→ Requirement
State only the number of lines below where the word "ElementUpdated" is found.

→ Source data
- - -

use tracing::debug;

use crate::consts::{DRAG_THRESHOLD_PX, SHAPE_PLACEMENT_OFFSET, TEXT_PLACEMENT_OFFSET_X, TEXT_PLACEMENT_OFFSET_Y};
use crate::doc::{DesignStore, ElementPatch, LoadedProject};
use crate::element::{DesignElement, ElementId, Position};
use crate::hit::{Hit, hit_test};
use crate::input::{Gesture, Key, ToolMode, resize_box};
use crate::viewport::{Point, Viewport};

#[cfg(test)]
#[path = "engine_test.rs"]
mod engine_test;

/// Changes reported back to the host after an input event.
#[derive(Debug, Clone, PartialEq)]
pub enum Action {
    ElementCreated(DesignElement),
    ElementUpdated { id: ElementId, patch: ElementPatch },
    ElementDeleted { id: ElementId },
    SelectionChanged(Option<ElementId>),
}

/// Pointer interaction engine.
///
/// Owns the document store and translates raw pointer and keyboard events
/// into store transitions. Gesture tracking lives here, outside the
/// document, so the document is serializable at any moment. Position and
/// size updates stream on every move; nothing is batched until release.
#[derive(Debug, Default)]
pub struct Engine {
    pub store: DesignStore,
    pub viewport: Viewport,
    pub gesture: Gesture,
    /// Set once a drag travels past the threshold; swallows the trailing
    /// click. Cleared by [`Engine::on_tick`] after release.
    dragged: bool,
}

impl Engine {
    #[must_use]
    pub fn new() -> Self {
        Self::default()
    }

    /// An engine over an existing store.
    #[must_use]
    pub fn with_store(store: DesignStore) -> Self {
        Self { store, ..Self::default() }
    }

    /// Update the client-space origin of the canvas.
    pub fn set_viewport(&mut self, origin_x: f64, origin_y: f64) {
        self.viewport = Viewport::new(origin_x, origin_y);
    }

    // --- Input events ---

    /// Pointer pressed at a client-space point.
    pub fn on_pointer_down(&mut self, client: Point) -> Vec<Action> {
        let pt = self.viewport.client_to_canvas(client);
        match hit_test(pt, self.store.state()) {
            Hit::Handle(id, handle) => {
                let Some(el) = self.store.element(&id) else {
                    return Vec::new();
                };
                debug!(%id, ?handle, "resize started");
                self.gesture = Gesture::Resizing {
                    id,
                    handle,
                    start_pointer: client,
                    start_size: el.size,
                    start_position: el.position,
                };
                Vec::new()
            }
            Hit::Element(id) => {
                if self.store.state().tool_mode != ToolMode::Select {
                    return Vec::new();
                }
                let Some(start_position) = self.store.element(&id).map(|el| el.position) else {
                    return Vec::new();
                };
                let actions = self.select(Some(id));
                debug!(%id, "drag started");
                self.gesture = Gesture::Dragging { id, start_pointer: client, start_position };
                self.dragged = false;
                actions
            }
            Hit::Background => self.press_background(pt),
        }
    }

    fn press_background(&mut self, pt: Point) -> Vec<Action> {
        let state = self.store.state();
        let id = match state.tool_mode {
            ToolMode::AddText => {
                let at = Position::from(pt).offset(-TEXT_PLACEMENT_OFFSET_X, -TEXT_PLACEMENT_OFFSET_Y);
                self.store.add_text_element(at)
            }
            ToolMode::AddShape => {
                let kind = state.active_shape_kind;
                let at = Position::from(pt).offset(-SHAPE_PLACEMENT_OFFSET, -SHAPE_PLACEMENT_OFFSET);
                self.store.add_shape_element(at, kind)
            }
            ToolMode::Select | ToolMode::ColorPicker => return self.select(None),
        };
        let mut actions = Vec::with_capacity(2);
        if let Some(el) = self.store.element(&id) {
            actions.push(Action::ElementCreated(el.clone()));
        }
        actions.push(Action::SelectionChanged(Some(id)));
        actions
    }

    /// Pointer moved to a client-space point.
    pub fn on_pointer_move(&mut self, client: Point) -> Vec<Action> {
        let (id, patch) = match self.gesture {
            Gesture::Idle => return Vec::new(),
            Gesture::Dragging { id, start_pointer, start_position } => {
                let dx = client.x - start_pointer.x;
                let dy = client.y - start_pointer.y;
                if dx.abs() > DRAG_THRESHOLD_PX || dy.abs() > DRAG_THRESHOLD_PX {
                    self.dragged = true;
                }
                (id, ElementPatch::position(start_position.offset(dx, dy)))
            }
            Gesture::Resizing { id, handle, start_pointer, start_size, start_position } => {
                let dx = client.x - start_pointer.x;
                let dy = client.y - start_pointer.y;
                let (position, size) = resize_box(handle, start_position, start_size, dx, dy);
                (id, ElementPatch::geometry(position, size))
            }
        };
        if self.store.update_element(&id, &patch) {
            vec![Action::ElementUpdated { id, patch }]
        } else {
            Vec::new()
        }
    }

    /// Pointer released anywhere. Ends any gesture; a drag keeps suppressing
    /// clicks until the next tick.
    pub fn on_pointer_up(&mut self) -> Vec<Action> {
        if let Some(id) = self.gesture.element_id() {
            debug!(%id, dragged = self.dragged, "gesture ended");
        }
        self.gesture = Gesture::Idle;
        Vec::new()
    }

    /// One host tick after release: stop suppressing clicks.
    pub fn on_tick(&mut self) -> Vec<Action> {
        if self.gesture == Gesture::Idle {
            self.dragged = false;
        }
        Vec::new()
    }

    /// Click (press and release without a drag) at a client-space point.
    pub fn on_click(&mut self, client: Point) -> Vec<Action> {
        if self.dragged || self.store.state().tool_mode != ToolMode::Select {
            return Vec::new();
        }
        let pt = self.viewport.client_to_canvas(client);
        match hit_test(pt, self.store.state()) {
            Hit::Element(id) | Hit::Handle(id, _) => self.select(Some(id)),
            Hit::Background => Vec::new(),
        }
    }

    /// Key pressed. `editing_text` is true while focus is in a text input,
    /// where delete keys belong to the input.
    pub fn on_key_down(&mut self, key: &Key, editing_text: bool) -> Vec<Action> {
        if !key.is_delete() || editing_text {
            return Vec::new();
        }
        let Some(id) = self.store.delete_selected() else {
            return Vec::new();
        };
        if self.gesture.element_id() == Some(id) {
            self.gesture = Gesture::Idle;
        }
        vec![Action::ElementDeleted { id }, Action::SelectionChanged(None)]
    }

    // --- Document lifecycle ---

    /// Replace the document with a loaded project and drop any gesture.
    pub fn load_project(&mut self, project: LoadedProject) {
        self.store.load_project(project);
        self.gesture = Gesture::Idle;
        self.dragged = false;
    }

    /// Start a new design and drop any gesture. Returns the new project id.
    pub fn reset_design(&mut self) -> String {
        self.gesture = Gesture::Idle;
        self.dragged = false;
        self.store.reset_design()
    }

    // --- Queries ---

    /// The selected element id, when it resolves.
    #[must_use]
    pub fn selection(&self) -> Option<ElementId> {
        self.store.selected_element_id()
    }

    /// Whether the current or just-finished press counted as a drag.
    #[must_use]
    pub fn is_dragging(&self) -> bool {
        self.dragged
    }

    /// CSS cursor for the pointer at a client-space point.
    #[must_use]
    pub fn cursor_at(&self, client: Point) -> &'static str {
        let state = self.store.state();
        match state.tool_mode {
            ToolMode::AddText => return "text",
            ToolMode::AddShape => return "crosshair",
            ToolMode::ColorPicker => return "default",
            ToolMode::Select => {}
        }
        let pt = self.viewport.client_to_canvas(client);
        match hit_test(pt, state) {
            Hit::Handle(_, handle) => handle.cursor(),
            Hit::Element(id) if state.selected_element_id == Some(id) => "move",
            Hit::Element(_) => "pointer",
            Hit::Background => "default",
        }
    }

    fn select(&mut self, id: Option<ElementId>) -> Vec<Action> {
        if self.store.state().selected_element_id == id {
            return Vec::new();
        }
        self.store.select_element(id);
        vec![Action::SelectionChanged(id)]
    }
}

- - -

→ Finished exercise
2